También había averiguado su edad, treinta y dos años, su sueldo y que estaba divorciada.
El suboficial Nkosi se volvió en su asiento y echó un vistazo al móvil.
—Comandante Bond —dijo con una amplia sonrisa—, ese juguete es estupendo. Sin duda.
—¡Kwalene! —le reprendió Jordaan.
La sonrisa del joven desapareció. Se volvió para seguir vigilando el retrovisor.
La mujer miró con desdén el móvil de Bond.
—Iremos a la comisaría y pensaremos en cómo afrontar la situación de Severan Hydt. Trabajé con su teniente coronel Tanner cuando estaba en el MI6, de modo que accedí a ayudarle. Es un hombre inteligente y muy entregado a su trabajo. Y todo un caballero, además.
Lo cual implicaba que Bond, probablemente, no lo era. Se irritó por el hecho de que la mujer se hubiera ofendido hasta tal punto por lo que había sido una sonrisa inocente (relativamente inocente) en el vestíbulo de Llegadas. Era atractiva, y él no podía ser el primer hombre que flirteaba con ella.
—¿Hydt está en su oficina? —preguntó.
—Exacto —dijo Nkosi—. Niall Dunne y él se encuentran en Ciudad del Cabo. El sargento Mbalula y yo les seguimos desde el aeropuerto. Les acompañaba una mujer.
—¿Los tienen bajo vigilancia?
—En efecto —dijo el hombre delgado—. Nos inspiramos en Londres para la distribución de nuestras cámaras de seguridad, de modo que hay cámaras por todo el centro de la ciudad. Hydt está en su oficina, vigilado desde un emplazamiento central. Podemos seguirle a donde quiera que vaya. Nosotros tampoco carecemos de juguetes, comandante.
Bond sonrió.
—Ha hablado de un elemento hostil en el aeropuerto —dijo a Jordaan.
—Inmigración nos informó de que un hombre llegó de Abu Dabi más o menos a la misma hora que usted. Viajaba con un pasaporte británico falso. Lo descubrimos justo después de que saliera de Aduanas y desapareciera.
¿El hombre grandote al que había confundido con Jordaan? ¿O el hombre de la chaqueta azul que le seguía en el centro comercial de Dubái Creek? Los describió.
—No lo sé —replicó Jordaan—. Como ya he dicho, nuestra única información era documental. Como no nos lo esperábamos, pensé que era mejor no encontrarnos en persona en el vestíbulo de Llegadas. En cambio, envié a mis agentes. —De repente, se inclinó hacia delante—. ¿Nos sigue alguien? —preguntó a Nkosi.

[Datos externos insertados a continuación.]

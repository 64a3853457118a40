//! End-to-end drag gestures against the in-memory scene.

use brickyard_core::Point;
use brickyard_drag::{
    DragConfig, DragEffect, DragNoopReason, DragSession, DragState, PointerButton,
};
use brickyard_forest::{Forest, NodeId, NodeKind, OperatorKind, Side, Socket, VisualLayer};
use brickyard_harness::{LayerCommand, SceneLayer};
use pretty_assertions::assert_eq;
use proptest::prelude::*;

const POINTER: u32 = 1;

fn scene() -> Forest<SceneLayer> {
    Forest::new(SceneLayer::new())
}

fn session() -> DragSession {
    DragSession::new(DragConfig::default()).expect("default config should be valid")
}

fn socket_center(forest: &Forest<SceneLayer>, owner: NodeId, side: Side) -> Point {
    forest
        .host()
        .visual_center(Socket::new(owner, side))
        .expect("socket is rendered")
}

/// X at (100, 100) with Y nested in its left socket.
fn nested_pair() -> (Forest<SceneLayer>, NodeId, NodeId) {
    let mut forest = scene();
    let x = forest
        .spawn(OperatorKind::And, Point::new(100.0, 100.0))
        .expect("x");
    let y = forest
        .spawn(OperatorKind::Or, Point::new(500.0, 400.0))
        .expect("y");
    forest.attach_child(x, y, Side::Left).expect("x<-y");
    (forest, x, y)
}

#[test]
fn grabbing_a_nested_node_detaches_it_and_dropping_near_socket_reattaches() {
    let (mut forest, x, y) = nested_pair();
    let mut drag = session();
    assert_eq!(forest.roots(), &[x]);

    // Y's handle now sits at X's left slot: (108, 124).
    let down = drag.pointer_down(&mut forest, POINTER, PointerButton::Primary, Point::new(120.0, 130.0));
    assert!(matches!(
        down.effect,
        DragEffect::Armed { node, detached_from: Some(parent), .. } if node == y && parent == x
    ));
    assert_eq!(forest.roots(), &[x, y]);
    assert_eq!(forest.node(y).map(|n| n.position()), Some(Point::new(108.0, 124.0)));

    let target = socket_center(&forest, x, Side::Left);
    let moved = drag.pointer_move(&mut forest, POINTER, Point::new(target.x + 20.0, target.y + 10.0));
    assert!(matches!(
        moved.effect,
        DragEffect::Moved { candidate: Some(socket), .. } if socket == Socket::new(x, Side::Left)
    ));
    assert_eq!(forest.host().highlighted(), Some(Socket::new(x, Side::Left)));

    let up = drag.pointer_up(&mut forest, POINTER, PointerButton::Primary);
    assert_eq!(
        up.effect,
        DragEffect::Attached {
            node: y,
            socket: Socket::new(x, Side::Left)
        }
    );
    assert_eq!(up.to, DragState::Idle);
    assert_eq!(forest.roots(), &[x]);
    assert_eq!(forest.host().highlighted(), None);
    assert!(forest.validate().is_ok());
}

#[test]
fn dragged_subtree_never_offers_its_own_sockets() {
    let mut forest = scene();
    let a = forest
        .spawn(OperatorKind::And, Point::new(100.0, 100.0))
        .expect("a");
    let b = forest
        .spawn(OperatorKind::Or, Point::new(0.0, 0.0))
        .expect("b");
    let far = forest
        .spawn(OperatorKind::Not, Point::new(900.0, 900.0))
        .expect("far");
    forest.attach_child(a, b, Side::Left).expect("a<-b");
    let mut drag = session();

    // Grab A by its right half, away from the nested B.
    let down = drag.pointer_down(&mut forest, POINTER, PointerButton::Primary, Point::new(250.0, 110.0));
    assert!(matches!(down.effect, DragEffect::Armed { node, detached_from: None, .. } if node == a));

    for side in [Side::Left, Side::Right] {
        let over_descendant = socket_center(&forest, b, side);
        let moved = drag.pointer_move(&mut forest, POINTER, over_descendant);
        assert!(
            matches!(moved.effect, DragEffect::Moved { candidate: None, .. }),
            "{moved:?}"
        );
        // Moving A moved B with it; re-aim on the next iteration.
    }

    let over_own = socket_center(&forest, a, Side::Right);
    let moved = drag.pointer_move(&mut forest, POINTER, over_own);
    assert!(matches!(moved.effect, DragEffect::Moved { candidate: None, .. }));

    let up = drag.pointer_up(&mut forest, POINTER, PointerButton::Primary);
    assert!(matches!(up.effect, DragEffect::Dropped { node, .. } if node == a));
    assert_eq!(forest.roots(), &[a, far]);
    assert_eq!(forest.parent_of(b).map(|link| link.parent), Some(a));
}

#[test]
fn dropping_outside_radius_leaves_a_root_where_released() {
    let mut forest = scene();
    let x = forest
        .spawn(OperatorKind::And, Point::new(100.0, 100.0))
        .expect("x");
    let y = forest
        .spawn(OperatorKind::Or, Point::new(600.0, 100.0))
        .expect("y");
    let mut drag = session();

    drag.pointer_down(&mut forest, POINTER, PointerButton::Primary, Point::new(610.0, 110.0));
    let left = socket_center(&forest, x, Side::Left);
    // Just past the inclusive 64px boundary.
    let cursor = Point::new(left.x, left.y + 64.5);
    let moved = drag.pointer_move(&mut forest, POINTER, cursor);
    assert!(matches!(moved.effect, DragEffect::Moved { candidate: None, .. }));

    let up = drag.pointer_up(&mut forest, POINTER, PointerButton::Primary);
    let expected = Point::new(cursor.x - 10.0, cursor.y - 10.0);
    assert_eq!(up.effect, DragEffect::Dropped { node: y, position: expected });
    assert_eq!(forest.roots(), &[x, y]);
    assert_eq!(forest.node(y).map(|n| n.position()), Some(expected));
}

#[test]
fn capture_radius_boundary_is_inclusive() {
    let mut forest = scene();
    let x = forest
        .spawn(OperatorKind::And, Point::new(100.0, 100.0))
        .expect("x");
    let y = forest
        .spawn(OperatorKind::Or, Point::new(600.0, 100.0))
        .expect("y");
    let mut drag = session();

    drag.pointer_down(&mut forest, POINTER, PointerButton::Primary, Point::new(610.0, 110.0));
    let left = socket_center(&forest, x, Side::Left);
    let moved = drag.pointer_move(&mut forest, POINTER, Point::new(left.x, left.y + 64.0));
    assert!(matches!(
        moved.effect,
        DragEffect::Moved { candidate: Some(socket), .. } if socket == Socket::new(x, Side::Left)
    ));
    drag.pointer_up(&mut forest, POINTER, PointerButton::Primary);
    assert_eq!(forest.parent_of(y).map(|link| link.socket()), Some(Socket::new(x, Side::Left)));
}

#[test]
fn placeholders_drag_but_never_snap() {
    let mut forest = scene();
    let x = forest
        .spawn(OperatorKind::And, Point::new(100.0, 100.0))
        .expect("x");
    let ph = forest
        .spawn(NodeKind::Placeholder, Point::new(600.0, 100.0))
        .expect("placeholder");
    let mut drag = session();

    drag.pointer_down(&mut forest, POINTER, PointerButton::Primary, Point::new(600.0, 100.0));
    let target = socket_center(&forest, x, Side::Right);
    let moved = drag.pointer_move(&mut forest, POINTER, target);
    assert!(matches!(moved.effect, DragEffect::Moved { node, candidate: None, .. } if node == ph));
    let up = drag.pointer_up(&mut forest, POINTER, PointerButton::Primary);
    assert!(matches!(up.effect, DragEffect::Dropped { .. }));
    assert!(!forest.has_child(x, Side::Right));
}

#[test]
fn highlight_is_sent_only_when_candidate_changes() {
    let mut forest = scene();
    let x = forest
        .spawn(OperatorKind::And, Point::new(100.0, 100.0))
        .expect("x");
    forest
        .spawn(OperatorKind::Or, Point::new(600.0, 100.0))
        .expect("y");
    let mut drag = session();

    drag.pointer_down(&mut forest, POINTER, PointerButton::Primary, Point::new(610.0, 110.0));
    let _ = forest.host_mut().take_commands();
    let left = socket_center(&forest, x, Side::Left);
    for dx in [0.0, 2.0, 4.0] {
        drag.pointer_move(&mut forest, POINTER, Point::new(left.x + dx, left.y));
    }
    drag.pointer_move(&mut forest, POINTER, Point::new(2000.0, 2000.0));

    let highlights: Vec<Option<Socket>> = forest
        .host()
        .commands()
        .iter()
        .filter_map(|command| match command {
            LayerCommand::Highlight { socket } => Some(*socket),
            _ => None,
        })
        .collect();
    assert_eq!(highlights, vec![Some(Socket::new(x, Side::Left)), None]);
}

#[test]
fn foreign_pointer_and_button_are_ignored_mid_drag() {
    let (mut forest, x, y) = nested_pair();
    let mut drag = session();

    let secondary = drag.pointer_down(&mut forest, POINTER, PointerButton::Secondary, Point::new(120.0, 130.0));
    assert_eq!(
        secondary.effect,
        DragEffect::Noop {
            reason: DragNoopReason::ButtonNotAllowed
        }
    );
    assert_eq!(forest.roots(), &[x], "ignored grab must not detach");

    drag.pointer_down(&mut forest, POINTER, PointerButton::Primary, Point::new(120.0, 130.0));
    let stray = drag.pointer_move(&mut forest, 2, Point::new(900.0, 900.0));
    assert_eq!(
        stray.effect,
        DragEffect::Noop {
            reason: DragNoopReason::PointerMismatch
        }
    );
    assert_eq!(forest.node(y).map(|n| n.position()), Some(Point::new(108.0, 124.0)));

    let wrong_button = drag.pointer_up(&mut forest, POINTER, PointerButton::Middle);
    assert_eq!(
        wrong_button.effect,
        DragEffect::Noop {
            reason: DragNoopReason::ButtonMismatch
        }
    );
    assert!(drag.is_active());
}

#[test]
fn cancel_keeps_node_where_it_is() {
    let (mut forest, x, y) = nested_pair();
    let mut drag = session();

    drag.pointer_down(&mut forest, POINTER, PointerButton::Primary, Point::new(120.0, 130.0));
    let left = socket_center(&forest, x, Side::Left);
    drag.pointer_move(&mut forest, POINTER, left);
    assert!(drag.candidate().is_some());

    let canceled = drag.pointer_cancel(&mut forest, POINTER);
    assert!(matches!(canceled.effect, DragEffect::Canceled { node, .. } if node == y));
    assert_eq!(forest.roots(), &[x, y], "cancel never attaches");
    assert_eq!(forest.host().highlighted(), None);
    assert_eq!(drag.dragged_node(), None);
}

#[derive(Debug, Clone)]
enum Gesture {
    Down(f64, f64),
    Move(f64, f64),
    Up,
    Cancel,
}

fn gesture() -> impl Strategy<Value = Gesture> {
    prop_oneof![
        (0.0f64..900.0, 0.0f64..600.0).prop_map(|(x, y)| Gesture::Down(x, y)),
        (0.0f64..900.0, 0.0f64..600.0).prop_map(|(x, y)| Gesture::Move(x, y)),
        (0.0f64..900.0, 0.0f64..600.0).prop_map(|(x, y)| Gesture::Move(x, y)),
        Just(Gesture::Up),
        Just(Gesture::Cancel),
    ]
}

proptest! {
    #![proptest_config(ProptestConfig::with_cases(64))]

    #[test]
    fn random_gestures_preserve_forest_invariants(gestures in prop::collection::vec(gesture(), 1..60)) {
        let mut forest = scene();
        for (index, kind) in OperatorKind::ALL.iter().cycle().take(6).enumerate() {
            let col = (index % 3) as f64;
            let row = (index / 3) as f64;
            forest
                .spawn(*kind, Point::new(40.0 + col * 280.0, 60.0 + row * 240.0))
                .expect("spawn");
        }
        let mut drag = session();

        for gesture in gestures {
            let transition = match gesture {
                Gesture::Down(x, y) => drag.pointer_down(&mut forest, POINTER, PointerButton::Primary, Point::new(x, y)),
                Gesture::Move(x, y) => drag.pointer_move(&mut forest, POINTER, Point::new(x, y)),
                Gesture::Up => drag.pointer_up(&mut forest, POINTER, PointerButton::Primary),
                Gesture::Cancel => drag.pointer_cancel(&mut forest, POINTER),
            };
            prop_assert!(forest.validate().is_ok(), "{:?}", forest.invariant_report().issues);
            prop_assert_eq!(forest.derive_views(), forest.views().clone());
            if let DragState::Armed { node, .. } = transition.to {
                prop_assert!(forest.node(node).is_some_and(|n| n.is_root()));
            }
            if !drag.is_active() {
                prop_assert_eq!(forest.host().highlighted(), None);
            }
        }
    }
}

—No, capitana. No nos sigue nadie.
—Parece preocupada por la vigilancia —comentó Bond.
—Sudáfrica es como Rusia. El antiguo régimen ha caído y vivimos en un mundo nuevo. Eso atrae a gente que desea ganar dinero e implicarse en política y toda clase de asuntos. A veces de manera legal, y otras no.
—Aquí tenemos un dicho —intervino Nkosi—: «Cuántas más oportunidades hay, más espían llegan». En el SAIPS no lo olvidamos nunca, y solemos mirar hacia atrás con frecuencia. Le convendría hacer lo mismo, comandante Bond. Sin duda.